------ DATA TO USE ------
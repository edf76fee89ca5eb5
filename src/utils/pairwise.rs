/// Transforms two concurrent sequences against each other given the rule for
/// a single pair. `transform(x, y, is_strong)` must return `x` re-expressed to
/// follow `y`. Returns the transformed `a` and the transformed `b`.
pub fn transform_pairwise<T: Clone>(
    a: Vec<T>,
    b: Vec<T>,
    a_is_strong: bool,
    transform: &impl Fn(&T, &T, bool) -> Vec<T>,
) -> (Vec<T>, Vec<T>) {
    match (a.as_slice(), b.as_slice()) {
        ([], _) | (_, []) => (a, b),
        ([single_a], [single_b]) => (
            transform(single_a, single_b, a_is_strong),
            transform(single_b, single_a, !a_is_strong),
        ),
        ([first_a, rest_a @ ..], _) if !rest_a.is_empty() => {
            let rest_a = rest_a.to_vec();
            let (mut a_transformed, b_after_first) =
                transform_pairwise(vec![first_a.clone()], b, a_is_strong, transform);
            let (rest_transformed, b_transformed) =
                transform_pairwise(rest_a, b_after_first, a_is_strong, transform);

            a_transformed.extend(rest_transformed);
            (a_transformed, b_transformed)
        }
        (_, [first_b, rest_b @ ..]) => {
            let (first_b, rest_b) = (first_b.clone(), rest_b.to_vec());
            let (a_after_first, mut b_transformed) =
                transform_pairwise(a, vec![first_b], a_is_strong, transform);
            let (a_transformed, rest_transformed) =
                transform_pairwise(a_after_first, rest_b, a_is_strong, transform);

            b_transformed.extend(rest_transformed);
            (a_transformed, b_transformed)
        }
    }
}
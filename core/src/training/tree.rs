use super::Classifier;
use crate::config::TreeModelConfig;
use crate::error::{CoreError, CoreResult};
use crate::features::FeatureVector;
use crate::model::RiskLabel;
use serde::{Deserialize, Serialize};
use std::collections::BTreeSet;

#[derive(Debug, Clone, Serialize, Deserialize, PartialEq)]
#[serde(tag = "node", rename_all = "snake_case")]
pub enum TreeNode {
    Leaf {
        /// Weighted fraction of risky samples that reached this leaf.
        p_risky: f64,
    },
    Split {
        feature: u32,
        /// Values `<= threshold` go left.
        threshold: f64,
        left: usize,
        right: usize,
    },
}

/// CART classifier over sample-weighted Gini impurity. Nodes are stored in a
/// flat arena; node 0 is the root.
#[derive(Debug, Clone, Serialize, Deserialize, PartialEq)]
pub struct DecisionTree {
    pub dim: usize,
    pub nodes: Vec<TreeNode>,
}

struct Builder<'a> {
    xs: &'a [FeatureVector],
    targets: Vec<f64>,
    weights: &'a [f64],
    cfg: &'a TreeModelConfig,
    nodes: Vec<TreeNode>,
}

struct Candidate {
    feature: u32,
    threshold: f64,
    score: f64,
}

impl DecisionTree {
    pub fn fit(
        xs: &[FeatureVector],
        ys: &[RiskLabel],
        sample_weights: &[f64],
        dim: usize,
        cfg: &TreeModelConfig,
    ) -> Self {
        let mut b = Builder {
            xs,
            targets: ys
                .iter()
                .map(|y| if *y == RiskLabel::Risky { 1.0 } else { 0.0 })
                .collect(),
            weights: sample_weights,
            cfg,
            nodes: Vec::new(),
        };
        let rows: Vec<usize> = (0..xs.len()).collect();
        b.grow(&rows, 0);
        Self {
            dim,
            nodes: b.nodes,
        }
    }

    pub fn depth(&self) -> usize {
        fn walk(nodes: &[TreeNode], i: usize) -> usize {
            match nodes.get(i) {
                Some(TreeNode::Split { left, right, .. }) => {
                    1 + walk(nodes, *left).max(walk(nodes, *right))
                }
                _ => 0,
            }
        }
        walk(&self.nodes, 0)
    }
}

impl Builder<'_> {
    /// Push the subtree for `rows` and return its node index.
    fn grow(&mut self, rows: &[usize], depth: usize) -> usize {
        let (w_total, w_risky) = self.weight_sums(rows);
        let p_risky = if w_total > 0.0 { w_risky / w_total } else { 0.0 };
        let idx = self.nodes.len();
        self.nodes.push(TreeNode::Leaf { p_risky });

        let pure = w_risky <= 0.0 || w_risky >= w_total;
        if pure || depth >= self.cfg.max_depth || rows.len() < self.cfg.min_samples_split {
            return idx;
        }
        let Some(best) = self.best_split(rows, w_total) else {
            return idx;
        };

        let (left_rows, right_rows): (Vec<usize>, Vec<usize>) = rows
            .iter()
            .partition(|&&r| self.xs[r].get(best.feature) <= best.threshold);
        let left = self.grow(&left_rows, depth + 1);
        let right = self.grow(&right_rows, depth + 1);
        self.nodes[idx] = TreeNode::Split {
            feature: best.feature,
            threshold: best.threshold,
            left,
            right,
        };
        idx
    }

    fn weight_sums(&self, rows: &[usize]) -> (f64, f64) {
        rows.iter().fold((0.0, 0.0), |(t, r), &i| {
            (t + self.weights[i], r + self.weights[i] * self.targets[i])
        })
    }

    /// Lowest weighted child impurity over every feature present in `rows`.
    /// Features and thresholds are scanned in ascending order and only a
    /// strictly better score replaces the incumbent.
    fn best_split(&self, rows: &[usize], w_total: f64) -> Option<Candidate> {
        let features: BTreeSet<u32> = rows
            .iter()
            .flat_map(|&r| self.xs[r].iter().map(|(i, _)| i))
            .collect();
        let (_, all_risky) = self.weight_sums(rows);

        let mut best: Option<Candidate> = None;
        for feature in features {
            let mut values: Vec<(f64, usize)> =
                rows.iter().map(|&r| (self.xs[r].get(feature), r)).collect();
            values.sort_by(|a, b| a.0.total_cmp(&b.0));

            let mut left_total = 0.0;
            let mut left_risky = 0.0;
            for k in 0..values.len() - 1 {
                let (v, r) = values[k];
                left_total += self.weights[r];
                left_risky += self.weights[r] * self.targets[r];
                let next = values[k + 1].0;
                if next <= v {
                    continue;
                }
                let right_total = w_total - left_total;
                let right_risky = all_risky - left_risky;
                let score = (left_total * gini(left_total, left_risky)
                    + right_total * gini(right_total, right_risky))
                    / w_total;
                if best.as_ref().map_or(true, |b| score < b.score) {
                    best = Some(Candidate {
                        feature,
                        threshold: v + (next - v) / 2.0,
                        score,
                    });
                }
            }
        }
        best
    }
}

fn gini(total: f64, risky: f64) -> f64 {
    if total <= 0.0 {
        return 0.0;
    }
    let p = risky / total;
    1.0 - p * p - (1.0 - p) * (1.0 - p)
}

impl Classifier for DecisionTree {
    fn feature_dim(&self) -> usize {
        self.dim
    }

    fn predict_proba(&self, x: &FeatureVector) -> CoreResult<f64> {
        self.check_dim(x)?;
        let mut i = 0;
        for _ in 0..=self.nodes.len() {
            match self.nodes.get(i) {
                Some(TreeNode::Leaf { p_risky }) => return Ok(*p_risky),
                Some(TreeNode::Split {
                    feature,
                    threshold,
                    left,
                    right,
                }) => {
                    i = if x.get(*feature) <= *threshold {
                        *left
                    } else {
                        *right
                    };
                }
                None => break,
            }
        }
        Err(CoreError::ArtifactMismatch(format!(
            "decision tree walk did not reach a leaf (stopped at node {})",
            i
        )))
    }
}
------
TRY IT — From the material above, gather all lines that include the string "impurity" and copy them.

TASK OUTPUT —
/// CART classifier over sample-weighted Gini impurity. Nodes are stored in a
    /// Lowest weighted child impurity over every feature present in `rows`.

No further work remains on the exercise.